City Province BT Historical Population (year)
Mbanza-Kongo+ 4! >100,000 (~1600)
Timbuktu 10 100,000 (~1450)
Gao 7 45,000 (~1600)
Oyo 3 50k (~1500)
Pequot tribe 5 15,000 (pre-smallpox epidemic in 1633) (whole province population in Connecticut)
Cairo* 9 300k (after ~1400), as low as 150k (~1520)
Paris 15 280k (1400), 200k (1500), 210k (1594), 420k (1634)
Nanjing 15 500-1000k (1400) (largest city 1400)
Beijing 14 670-1000k (1500, 1600) (largest city 1500+1600)
Istanbul** 11 50k (1453), 200k (1500), 700k (1700) (competition for largest city at the time)
Rome 12 16k (1347), 50k (1519), 90k (1590), 120k (1660), 150k (1798)
London 12 50-100k (1500), 200k (1600), 550-600k (1700)
Venice 10 150k (~1500)
Tenochtitlan 6! 200-300k (1519) (larger than any city in Europe at the time, approached by only Paris, Venice, Constantinople)
Cusco 6 45k (~1500)
Tabriz 5! 250k (~1500)
+Mbanza-Kongo held fully 1/5th of Kongo's population at the time, which means Kongo's total BT should be calculable from the BT of the capital province.
*Was 500k in 1340, the biggest city west of China, but the black death massively reduced the population, including 200k in the initial waves.
**Counting the +2 Ottomans get for the decision to make it their capital
The first thing that immediately jumps out is how badly the game fails to model the rapid growth of population in places we have good data (Europe). Europe's population basically doubles between 1400 and 1800, mostly towards the end, so this is a major failure point in historical realism of the game.
The second thing that jumps out is that non-European areas are substantially undervalued in general, except some which are crazily overvalued.
(I included Pequot for a reason - the province value almost certainly reflects the colony of Connecticut as of 1750 or later, not the native population, despite that being only a minority of the game's time period, and despite the fact that the Pequot were virtually the sole inhabitants of the area for about half the game's period).

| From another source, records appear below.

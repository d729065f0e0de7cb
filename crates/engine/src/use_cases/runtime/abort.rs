//! Explicitly abort a live execution.

use std::sync::Arc;

use tracing::info;

use reverie_domain::ExecutionId;
use reverie_protocol::{AbortRequest, NarrativeResponse};

use crate::error::RuntimeError;
use crate::infrastructure::ports::ClockPort;
use crate::stores::ExecutionStateStore;

pub struct AbortNarrative {
    executions: Arc<ExecutionStateStore>,
    clock: Arc<dyn ClockPort>,
}

impl AbortNarrative {
    pub fn new(executions: Arc<ExecutionStateStore>, clock: Arc<dyn ClockPort>) -> Self {
        Self { executions, clock }
    }

    pub async fn execute(&self, request: AbortRequest) -> Result<NarrativeResponse, RuntimeError> {
        let id = ExecutionId::from_uuid(request.execution_state_id);
        let _guard = self.executions.guard(id)?;

        let mut state = self.executions.get_by_id(id).await?;
        if !state.status.is_live() {
            return Err(RuntimeError::WrongState {
                status: state.status,
            });
        }

        state.abort(self.clock.now());
        let state = self.executions.commit(state).await?;
        info!(execution = %id, "Aborted narrative execution");

        Ok(NarrativeResponse {
            execution_state_id: state.id.to_uuid(),
            state: state.status,
            lines: Vec::new(),
            offer: None,
            generation_request: None,
        })
    }
}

The correspondence is so inconsistent, that it's hard to know what scale it's supposed to be to. There's no way that Cusco (6, 45k), Gao (7, 45k), and Oyo (3, 50k) make any sense, and they're all about the same size in about the same time period. Nor is Tenochtitlan being 2/5ths the size of Paris defensible, when in reality it was larger.
Conclusions
-Some system needs to be chosen which brings more uniformity and stops unfairly benefiting Europe at the expense of most of the rest of the world. Although the Thirteen Colonies area, specifically, needs its BT adjusted for pre-colony population levels. It doesn't particularly matter how much BT a particular population provides, just that it's consistent across the world.
-More events that increase province BT, with MTTH that shrinks with increasing technology. This would tend to favor better tech groups over time, notably Europe, so we could stop giving Europe ahistorical advantages in favor of one of their actual advantages (but modeled in such a way that any nation which achieved that advantage would benefit).